• Small and medium-sized enterprises (SMEs) in developing countries can generate significant growth and create jobs by seizing a potential $1.6 trillion market opportunity in clean technology.
• Latin America and Africa are among the largest markets for SMEs in clean technology with potential market sizes of $349 billion and $235 billion respectively.
• SMEs are key drivers of job creation. Clean technology jobs compare favorably to jobs in other sectors, being on average more skilled, safer, and better paid. Countries must take key policy actions to fully realize this growth potential.
The Carbon Trust has worked with the World Bank Group to produce a new report that quantifies significant opportunities for small and medium-sized enterprises (SMEs) in developing countries to generate profits and create jobs by providing solutions to local climate challenges.

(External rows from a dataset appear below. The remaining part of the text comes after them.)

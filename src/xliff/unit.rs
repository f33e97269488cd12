//! Translation unit lookup and content accessors.
//!
//! Every `find_*` method is a linear scan over
//! [`translation_units`](XliffDocument::translation_units) returning the first
//! match in document order.

use log::trace;

use crate::xliff::document::XliffDocument;
use crate::xml::{self, NodeId};

/// A translation unit borrowed together with the document that owns it.
///
/// Units of two different documents are compared and merged through this
/// handle, since a [`NodeId`] alone only has meaning inside its own tree.
#[derive(Debug, Clone, Copy)]
pub struct UnitRef<'a> {
    pub document: &'a XliffDocument,
    pub node: NodeId,
}

impl<'a> UnitRef<'a> {
    pub fn new(document: &'a XliffDocument, node: NodeId) -> Self {
        Self { document, node }
    }

    pub fn id(&self) -> Option<&'a str> {
        self.document.tree()?.attr(self.node, "id")
    }

    pub fn source(&self) -> Option<String> {
        self.document.unit_source(self.node)
    }

    pub fn meaning(&self) -> Option<&'a str> {
        self.document.unit_meaning(self.node)
    }

    pub fn description(&self) -> Option<&'a str> {
        self.document.unit_description(self.node)
    }
}

/// Note kinds that carry matching keys.
#[derive(Debug, Clone, Copy, PartialEq, Eq)]
enum NoteKind {
    Meaning,
    Description,
}

impl NoteKind {
    fn as_str(self) -> &'static str {
        match self {
            Self::Meaning => "meaning",
            Self::Description => "description",
        }
    }
}

impl XliffDocument {
    /// First unit whose `id` attribute equals `id`.
    pub fn find_by_id(&self, id: &str) -> Option<NodeId> {
        let tree = self.tree()?;
        self.translation_units()
            .into_iter()
            .find(|&unit| tree.attr(unit, "id") == Some(id))
    }

    /// First unit with the given meaning and exactly this serialized source markup.
    pub fn find_by_meaning_and_source(&self, meaning: &str, source: &str) -> Option<NodeId> {
        self.translation_units().into_iter().find(|&unit| {
            self.unit_meaning(unit) == Some(meaning)
                && self.unit_source(unit).as_deref() == Some(source)
        })
    }

    /// First unit with the given meaning, whatever its source.
    pub fn find_by_meaning(&self, meaning: &str) -> Option<NodeId> {
        self.translation_units()
            .into_iter()
            .find(|&unit| self.unit_meaning(unit) == Some(meaning))
    }

    /// First unit with the given meaning and description.
    pub fn find_by_meaning_and_description(
        &self,
        meaning: &str,
        description: &str,
    ) -> Option<NodeId> {
        self.translation_units().into_iter().find(|&unit| {
            self.unit_meaning(unit) == Some(meaning)
                && self.unit_description(unit) == Some(description)
        })
    }

    /// Find the unit of this document that corresponds to a unit of another.
    ///
    /// Tries, in order: same `id`, same meaning and source, same meaning and
    /// description, same meaning. The meaning-based lookups only run when the
    /// other unit has a meaning.
    pub fn find_match(&self, other: UnitRef<'_>) -> Option<NodeId> {
        if let Some(found) = other.id().and_then(|id| self.find_by_id(id)) {
            return Some(found);
        }

        let Some(meaning) = other.meaning() else {
            trace!("no unit matches id {:?}", other.id());
            return None;
        };

        let found = other
            .source()
            .and_then(|source| self.find_by_meaning_and_source(meaning, &source))
            .or_else(|| {
                other
                    .description()
                    .and_then(|description| self.find_by_meaning_and_description(meaning, description))
            })
            .or_else(|| self.find_by_meaning(meaning));

        if found.is_none() {
            trace!("no unit matches id {:?} or meaning {meaning:?}", other.id());
        }
        found
    }

    /// Serialized markup of the unit's first `source` element, tags included.
    pub fn unit_source(&self, unit: NodeId) -> Option<String> {
        let tree = self.tree()?;
        let source = tree.find_descendant(unit, "source")?;
        Some(xml::build(tree, source))
    }

    /// Text of the unit's `meaning` note.
    pub fn unit_meaning(&self, unit: NodeId) -> Option<&str> {
        self.unit_note(unit, NoteKind::Meaning)
    }

    /// Text of the unit's `description` note.
    pub fn unit_description(&self, unit: NodeId) -> Option<&str> {
        self.unit_note(unit, NoteKind::Description)
    }

    /// The note's first child, when it is non-empty text.
    fn unit_note(&self, unit: NodeId, kind: NoteKind) -> Option<&str> {
        let version = self.dialect()?;
        let tree = self.tree()?;
        let container = match version.notes_container() {
            Some(tag) => tree.find_descendant(unit, tag)?,
            None => unit,
        };
        let note =
            tree.find_child_with_attr(container, "note", version.note_kind_attr(), kind.as_str())?;
        tree.first_child_text(note)
    }
}
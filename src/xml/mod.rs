//! Minimal XML tree with a quick-xml backed parser and a faithful builder.
//!
//! The XLIFF model only needs three things from XML: a mutable element tree,
//! `parse(text) -> tree` and `build(node) -> text`.

mod builder;
mod parser;
mod tree;

pub use builder::{build, build_document};
pub use parser::parse;
pub use tree::{Attribute, Attributes, NodeData, NodeId, XmlNode, XmlTree};
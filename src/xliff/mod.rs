//! Version-agnostic XLIFF document model.
//!
//! Both dialects are handled behind one API: every structural query first
//! resolves the document's [`XliffVersion`] and then uses that dialect's
//! element and attribute names.

mod document;
mod merge;
mod unit;
mod version;

pub use document::XliffDocument;
pub use unit::UnitRef;
pub use version::{UnsupportedVersion, XliffVersion};
//! The XLIFF document: loading, creation, language metadata and extraction.

use log::warn;
use memchr::memmem;

use crate::error::Result;
use crate::util::decode_text;
use crate::xliff::unit::UnitRef;
use crate::xliff::version::XliffVersion;
use crate::xml::{self, Attributes, NodeId, XmlTree};

/// An XLIFF 1.2 or 2.0 document behind one dialect-independent API.
///
/// A document whose text failed to parse has no tree and stays invalid
/// forever; every accessor then answers `None` or an empty list.
#[derive(Debug, Clone, Default)]
pub struct XliffDocument {
    tree: Option<XmlTree>,
}

impl XliffDocument {
    /// Load a document from XLIFF text.
    ///
    /// A parse failure is logged and yields an invalid document; use
    /// [`try_load`](Self::try_load) to see the error.
    pub fn load(text: &str) -> Self {
        match Self::try_load(text) {
            Ok(doc) => doc,
            Err(e) => {
                warn!("XLIFF document could not be parsed: {e}");
                Self::default()
            }
        }
    }

    /// Load a document from XLIFF text, surfacing parse errors.
    pub fn try_load(text: &str) -> Result<Self> {
        let tree = xml::parse(text)?;
        Ok(Self { tree: Some(tree) })
    }

    /// Load a document from raw file bytes, detecting the encoding.
    pub fn load_bytes(bytes: &[u8]) -> Self {
        Self::load(&decode_text(bytes))
    }

    /// Wrap an already built tree.
    pub fn from_tree(tree: XmlTree) -> Self {
        Self { tree: Some(tree) }
    }

    /// Create an empty document for a dialect and target language.
    ///
    /// No `body`/`unit` containers are created, and no source language is
    /// set, so the document is not [`valid`](Self::valid) until one is added.
    pub fn create(version: XliffVersion, language: &str) -> Self {
        let mut tree = XmlTree::with_root(
            "xliff",
            [("version", version.as_str())].into_iter().collect(),
        );

        if let Some(root) = tree.root() {
            match version {
                XliffVersion::V1_2 => {
                    let file = tree.create_element(
                        "file",
                        [("target-language", language)].into_iter().collect(),
                    );
                    tree.append(root, file);
                }
                XliffVersion::V2_0 => {
                    tree.set_attr(root, "trgLang", language);
                }
            }
        }

        Self { tree: Some(tree) }
    }

    pub fn tree(&self) -> Option<&XmlTree> {
        self.tree.as_ref()
    }

    pub fn tree_mut(&mut self) -> Option<&mut XmlTree> {
        self.tree.as_mut()
    }

    pub fn root(&self) -> Option<NodeId> {
        self.tree.as_ref()?.root()
    }

    /// Borrow one of this document's units for matching or merging.
    pub fn unit(&self, node: NodeId) -> UnitRef<'_> {
        UnitRef::new(self, node)
    }

    /// The root `version` attribute, whatever its value.
    pub fn version(&self) -> Option<&str> {
        let tree = self.tree.as_ref()?;
        tree.attr(tree.root()?, "version")
    }

    /// The dialect, when the version is one this crate understands.
    pub fn dialect(&self) -> Option<XliffVersion> {
        self.version().and_then(XliffVersion::from_attr)
    }

    /// A document is valid when it has a root with version `1.2` or `2.0`
    /// and a non-empty source language.
    pub fn valid(&self) -> bool {
        self.dialect().is_some() && self.source_language().is_some_and(|lang| !lang.is_empty())
    }

    /// Node carrying the language attributes for the current dialect.
    fn language_container(&self) -> Option<(NodeId, XliffVersion)> {
        let version = self.dialect()?;
        let tree = self.tree.as_ref()?;
        let root = tree.root()?;
        let node = match version.language_container() {
            Some(tag) => tree.find_descendant(root, tag)?,
            None => root,
        };
        Some((node, version))
    }

    pub fn source_language(&self) -> Option<&str> {
        let (node, version) = self.language_container()?;
        self.tree.as_ref()?.attr(node, version.source_language_attr())
    }

    pub fn target_language(&self) -> Option<&str> {
        let (node, version) = self.language_container()?;
        self.tree.as_ref()?.attr(node, version.target_language_attr())
    }

    /// Set the source language. Ignored for `None`, an empty value, or a
    /// document without the dialect's language container.
    pub fn set_source_language(&mut self, language: Option<&str>) {
        self.set_language(language, XliffVersion::source_language_attr);
    }

    /// Set the target language. Same rules as [`set_source_language`](Self::set_source_language).
    pub fn set_target_language(&mut self, language: Option<&str>) {
        self.set_language(language, XliffVersion::target_language_attr);
    }

    fn set_language(&mut self, language: Option<&str>, attr: fn(XliffVersion) -> &'static str) {
        let Some(language) = language.filter(|lang| !lang.is_empty()) else {
            return;
        };
        let Some((node, version)) = self.language_container() else {
            return;
        };
        if let Some(tree) = self.tree.as_mut() {
            tree.set_attr(node, attr(version), language);
        }
    }

    /// Translation units in document order.
    ///
    /// 1.2: `trans-unit` children of the first `body`; 2.0: `unit` children
    /// of the first `file`. Empty for unknown versions or missing containers.
    pub fn translation_units(&self) -> Vec<NodeId> {
        let Some(version) = self.dialect() else {
            return Vec::new();
        };
        let Some(tree) = self.tree.as_ref() else {
            return Vec::new();
        };
        let Some(container) = tree
            .root()
            .and_then(|root| tree.find_descendant(root, version.unit_container()))
        else {
            return Vec::new();
        };

        tree.element_children(container)
            .filter(|&unit| tree.is_element(unit, version.unit_tag()))
            .collect()
    }

    /// Serialize a valid document back to text.
    ///
    /// When something (typically the XML declaration) precedes the opening
    /// `<xliff ` tag, a newline is inserted right before it.
    pub fn extract(&self) -> Option<String> {
        if !self.valid() {
            return None;
        }

        let mut text = xml::build_document(self.tree.as_ref()?);
        if let Some(idx) = memmem::find(text.as_bytes(), b"<xliff ")
            && idx > 0
        {
            text.insert(idx, '\n');
        }
        Some(text)
    }
}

Much of the emphasis on climate change has been on urging countries to act to avoid environmental catastrophe. This new report, “Building Competitive Green Industries: the Climate and Clean Technology Opportunity for Developing Countries,” frames responding to climate change as an extraordinary economic opportunity, particularly in developing countries. The report, published by infoDev, a global innovation and entrepreneurship program in the Bank Group’s Trade and Competitiveness Global Practice, recommends actions by the public and private sectors to foster the growing market for SMEs in the clean technology sector.
Fostering home-grown clean-tech industries in developing countries can create a sustainable and wealth-producing sector of the economy. While simultaneously addressing such urgent development priorities as access to clean and affordable energy, clean water and climate-resilient agriculture.
Anabel Gonzalez, Senior Director for the World Bank’s Global Practice on Trade and Competitiveness
In just the last decade, clean technology has emerged as a major global market. Over the next 10 years, an estimated $6.4 trillion will be invested in developing countries. Of the total market in developing countries, some $1.6 trillion will be accessible to SMEs,according to the report. China, Latin America and Sub-Saharan Africa are the top three markets in the developing world for SMEs in clean technology, with expected markets of $415 billion, $349 billion and $235 billion, respectively for sectors such as wastewater treatment, onshore wind, solar panels, electric vehicles, bioenergy, and small hydro.
To unlock this environmental and economic potential, more can be done to support green entrepreneurship. Clean technology SMEs face daunting challenges, particularly in accessing early and growth stage financing. Countries can help by creating targeted policy incentives to encourage their own clean technology sectors. The report provides policymakers with a range of practical instruments that help support SMEs in clean technology sectors such as innovative finance, entrepreneurship and business acceleration, market development, technology development, and the legal and regulatory framework. These policy considerations are illustrated through case studies of national programs in South Korea, India, Thailand, and Ethiopia.
The report highlights clean technology market opportunities that can have great social impact. In Kenya, for instance, the roughly 80% of the population not served by the electricity grid represents a vast market for new climate solutions. Local entrepreneurs and SMEs are deriving innovative solutions in solar and biogas technologies. This not only creates jobs and improves the environment but also provides new offerings for sustainable, off-grid electricity to the poorest 40% of the population.
Clean technology jobs compare favorably to jobs in other sectors, requiring more skill and delivering better pay and on-the-job safety. The move towards a lower carbon and more resource-efficient economy is expected to yield a double-dividend in terms of employment and environmental improvement.
infoDev’s Climate Technology Program supports local climate and clean technology SMEs and startups through its targeted Climate Innovation Centers (CICs). To date, the Kenya CIC has helped 83 small firms whose services have provided over 8200 persons access to safer water, have given almost 49,000 people access to low carbon energy sources and 59,675 tons of CO2 — the equivalent of the exhaust of almost 13,000 cars annually — have been mitigated.
Over the coming decade the deployment of clean technologies represents a huge opportunity for developing countries to reap substantial economic rewards – developing local industries and creating jobs and exports as well as positive environmental outcomes. Our analysis shows that SMEs have a key role to play in this and could access around a quarter of the $6 trillion market opportunity. We are already seeing real innovation from developing world SMEs in adapting products for local needs and developing new business models. Enabling and accelerating this should be a priority for policymakers at global and local levels.
James Rawlins, Associate Director at the Carbon Trust.